To strengthen Europe’s position in power semiconductors and industrial electronics, European-based companies need access to the latest innovative technologies to prototype and manufacture devices for more efficient and more compact applications. In particular, as electronic devices are set to become smaller, there is a need for novel power semiconductors based on new materials and designs.

Gallium nitride (GaN) is one of the most promising candidates for new semiconductor materials. It has a wider band gap than the predominant semiconductor material silicon, which means it can enable higher voltages (e.g. 600 volts) with low resistance.

These characteristics are the basis for energy conversion with lower losses. Thus, new GaN devices have great potential to meet future industry demands.

The EU, industry, national and regional-funded PowerBase project developed the next generation of energy-efficient gallium nitride semiconductors. These are capable of operating at the high voltages and current densities needed to deliver cutting-edge compact power applications.

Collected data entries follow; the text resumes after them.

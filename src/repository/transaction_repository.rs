//! In-memory store of on-chain transactions.

use std::cmp::Ordering;

use crate::domain::{EntityStore, Transaction, TransactionType};
use crate::error::GatewayError;

/// Keyed store of [`Transaction`]s.
///
/// Every `find_*` method returns the newest transaction first; equal
/// timestamps are ordered by id.
#[derive(Debug, Default)]
pub struct TransactionRepository {
    store: EntityStore<Transaction>,
}

impl TransactionRepository {
    /// Creates an empty repository.
    #[must_use]
    pub fn new() -> Self {
        Self::default()
    }

    /// Looks up one transaction.
    pub async fn find_by_id(&self, id: &str) -> Option<Transaction> {
        self.store.find_by_id(id).await
    }

    /// Returns every transaction.
    pub async fn find_all(&self) -> Vec<Transaction> {
        newest_first(self.store.find_all().await)
    }

    /// Returns transactions of `tx_type`.
    pub async fn find_by_type(&self, tx_type: TransactionType) -> Vec<Transaction> {
        newest_first(self.store.filter(|t| t.tx_type() == tx_type).await)
    }

    /// Returns transactions tagged with episode `event_id`.
    pub async fn find_by_event_id(&self, event_id: &str) -> Vec<Transaction> {
        newest_first(self.store.filter(|t| t.event_id() == Some(event_id)).await)
    }

    /// Returns transactions tagged with pool `pool_id`.
    pub async fn find_by_pool_id(&self, pool_id: &str) -> Vec<Transaction> {
        newest_first(self.store.filter(|t| t.pool_id() == Some(pool_id)).await)
    }

    /// Inserts or replaces a transaction.
    ///
    /// # Errors
    ///
    /// Returns [`GatewayError::Validation`] if the id is empty.
    pub async fn save(&self, transaction: Transaction) -> Result<(), GatewayError> {
        self.store.save(transaction).await
    }

    /// Bulk-loads transactions at startup.
    ///
    /// # Errors
    ///
    /// Returns [`GatewayError::Validation`] if any id is empty; nothing is
    /// loaded in that case.
    pub async fn initialize(&self, transactions: Vec<Transaction>) -> Result<(), GatewayError> {
        self.store.initialize(transactions, |_, _| Ok(())).await
    }
}

fn newest_first(mut items: Vec<Transaction>) -> Vec<Transaction> {
    items.sort_by(|a, b| match b.timestamp().cmp(&a.timestamp()) {
        Ordering::Equal => a.id().cmp(b.id()),
        other => other,
    });
    items
}
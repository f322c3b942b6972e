//! Etherscan v2 API client.

use std::time::Duration;

use async_trait::async_trait;
use reqwest::Url;
use serde::Deserialize;
use serde::de::DeserializeOwned;

use super::{BlockExplorer, EventLog, ExplorerResult, InternalTransaction, SortOrder};
use crate::error::ExternalServiceError;

const SERVICE: &str = "etherscan";

/// Default API endpoint.
pub const DEFAULT_BASE_URL: &str = "https://api.etherscan.io/v2/api";

/// Largest page the explorer serves for account queries.
pub const MAX_PAGE_SIZE: &str = "10000";

/// Default chain (Ethereum mainnet).
pub const DEFAULT_CHAIN_ID: &str = "1";

/// Connection settings for [`EtherscanClient`].
#[derive(Debug, Clone)]
pub struct EtherscanSettings {
    /// API key sent as `apikey`.
    pub api_key: String,
    /// Chain id sent as `chainid`.
    pub chain_id: String,
    /// Endpoint URL.
    pub base_url: String,
    /// Whole-request timeout.
    pub timeout: Duration,
}

/// Response envelope shared by every Etherscan endpoint.
///
/// On failure `result` is a string, so it is decoded only after `status`
/// has been checked.
#[derive(Debug, Deserialize)]
struct Envelope {
    status: String,
    message: String,
    #[serde(default)]
    result: serde_json::Value,
}

/// [`BlockExplorer`] backed by the Etherscan HTTP API.
#[derive(Debug, Clone)]
pub struct EtherscanClient {
    http: reqwest::Client,
    base_url: Url,
    api_key: String,
    chain_id: String,
}

impl EtherscanClient {
    /// Builds a client from `settings`.
    ///
    /// # Errors
    ///
    /// Returns [`ExternalServiceError::Decode`] if the base URL is invalid
    /// and [`ExternalServiceError::Transport`] if the HTTP client cannot be
    /// built.
    pub fn new(settings: EtherscanSettings) -> Result<Self, ExternalServiceError> {
        let base_url = Url::parse(&settings.base_url).map_err(|e| ExternalServiceError::Decode {
            service: SERVICE,
            reason: format!("invalid base url {}: {e}", settings.base_url),
        })?;
        let http = reqwest::Client::builder()
            .timeout(settings.timeout)
            .build()
            .map_err(|source| ExternalServiceError::Transport {
                service: SERVICE,
                source,
            })?;
        Ok(Self {
            http,
            base_url,
            api_key: settings.api_key,
            chain_id: settings.chain_id,
        })
    }

    async fn call<T: DeserializeOwned>(
        &self,
        module: &str,
        action: &str,
        params: &[(&str, &str)],
    ) -> ExplorerResult<Vec<T>> {
        let mut url = self.base_url.clone();
        url.query_pairs_mut()
            .append_pair("apikey", &self.api_key)
            .append_pair("chainid", &self.chain_id)
            .append_pair("module", module)
            .append_pair("action", action)
            .extend_pairs(params.iter().copied());

        tracing::debug!(module, action, "etherscan request");

        let response = self
            .http
            .get(url)
            .send()
            .await
            .map_err(|source| ExternalServiceError::Transport {
                service: SERVICE,
                source,
            })?;

        let status = response.status();
        let body = response
            .text()
            .await
            .map_err(|source| ExternalServiceError::Transport {
                service: SERVICE,
                source,
            })?;
        if !status.is_success() {
            return Err(ExternalServiceError::UnexpectedStatus {
                service: SERVICE,
                status: status.as_u16(),
                body,
            });
        }

        let envelope: Envelope =
            serde_json::from_str(&body).map_err(|e| ExternalServiceError::Decode {
                service: SERVICE,
                reason: e.to_string(),
            })?;

        if envelope.status != "1" {
            if is_empty_result(&envelope) {
                return Ok(Vec::new());
            }
            let detail = envelope.result.as_str().unwrap_or_default();
            let message = if detail.is_empty() {
                envelope.message
            } else {
                format!("{}: {detail}", envelope.message)
            };
            return Err(ExternalServiceError::Remote {
                service: SERVICE,
                message,
            });
        }

        serde_json::from_value(envelope.result).map_err(|e| ExternalServiceError::Decode {
            service: SERVICE,
            reason: e.to_string(),
        })
    }
}

/// Etherscan reports "nothing found" as a failed call with an empty array.
fn is_empty_result(envelope: &Envelope) -> bool {
    envelope.message.starts_with("No ")
        && envelope
            .result
            .as_array()
            .is_some_and(|items| items.is_empty())
}

#[async_trait]
impl BlockExplorer for EtherscanClient {
    async fn internal_transactions(
        &self,
        address: &str,
        sort: SortOrder,
    ) -> ExplorerResult<Vec<InternalTransaction>> {
        self.call(
            "account",
            "txlistinternal",
            &[
                ("address", address),
                ("startblock", "0"),
                ("endblock", "9999999999"),
                ("page", "1"),
                ("offset", MAX_PAGE_SIZE),
                ("sort", sort.as_str()),
            ],
        )
        .await
    }

    async fn event_logs(&self, address: &str) -> ExplorerResult<Vec<EventLog>> {
        self.call(
            "logs",
            "getLogs",
            &[
                ("address", address),
                ("fromBlock", "0"),
                ("toBlock", "latest"),
                ("page", "1"),
                ("offset", "1000"),
            ],
        )
        .await
    }
}

#[cfg(test)]
#[allow(clippy::panic)]
mod tests {
    use super::*;

    fn settings(base_url: &str) -> EtherscanSettings {
        EtherscanSettings {
            api_key: "key".to_string(),
            chain_id: DEFAULT_CHAIN_ID.to_string(),
            base_url: base_url.to_string(),
            timeout: Duration::from_secs(5),
        }
    }

    #[test]
    fn rejects_invalid_base_url() {
        let result = EtherscanClient::new(settings("not a url"));
        assert!(matches!(
            result,
            Err(ExternalServiceError::Decode {
                service: "etherscan",
                ..
            })
        ));
    }

    #[test]
    fn no_records_is_empty_result() {
        let Ok(envelope) = serde_json::from_str::<Envelope>(
            r#"{"status":"0","message":"No transactions found","result":[]}"#,
        ) else {
            panic!("envelope should decode");
        };
        assert!(is_empty_result(&envelope));
    }

    #[test]
    fn error_string_result_is_not_empty() {
        let Ok(envelope) = serde_json::from_str::<Envelope>(
            r#"{"status":"0","message":"NOTOK","result":"Invalid API Key"}"#,
        ) else {
            panic!("envelope should decode");
        };
        assert!(!is_empty_result(&envelope));
    }
}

‘The main project achievement was creating the first generation of gallium nitride power semiconductors of industrial quality out of Europe,’ says project coordinator Herbert Pairitsch of Infineon Technologies Austria AG. ‘They enable smaller and more efficient applications for power conversion.’

As a direct result and only six months after the project ended, the first European-produced power products – gallium nitride semiconductors – were launched in the global marketplace, under the trademark CoolGaN™.

Pilot lines and pioneers

Besides other achievements, the POWERBASE consortium set up pilot lines for the novel power semiconductors by enhancing an existing silicon fabrication line and packaging lines. The process for producing advanced GaN power devices is being prepared for an upcoming high volume. It is fully integrated and compatible with high-volume silicon CMOS (complementary metal-oxide-semiconductor) manufacturing facilities.

‘The market for GaN is still very small, so we need co-production with silicon technology, with only a small volume of dedicated equipment. It was a big task to prove that no cross-contaminations can occur,’ Pairitsch explains.

The project consortium conducted research and development along the entire value chain, including substrates, devices, packaging and ‘smart energy’ demonstrator applications. Basic research generated new knowledge on gallium nitride materials, particularly concerning their reliability in semiconductors for high-voltage applications.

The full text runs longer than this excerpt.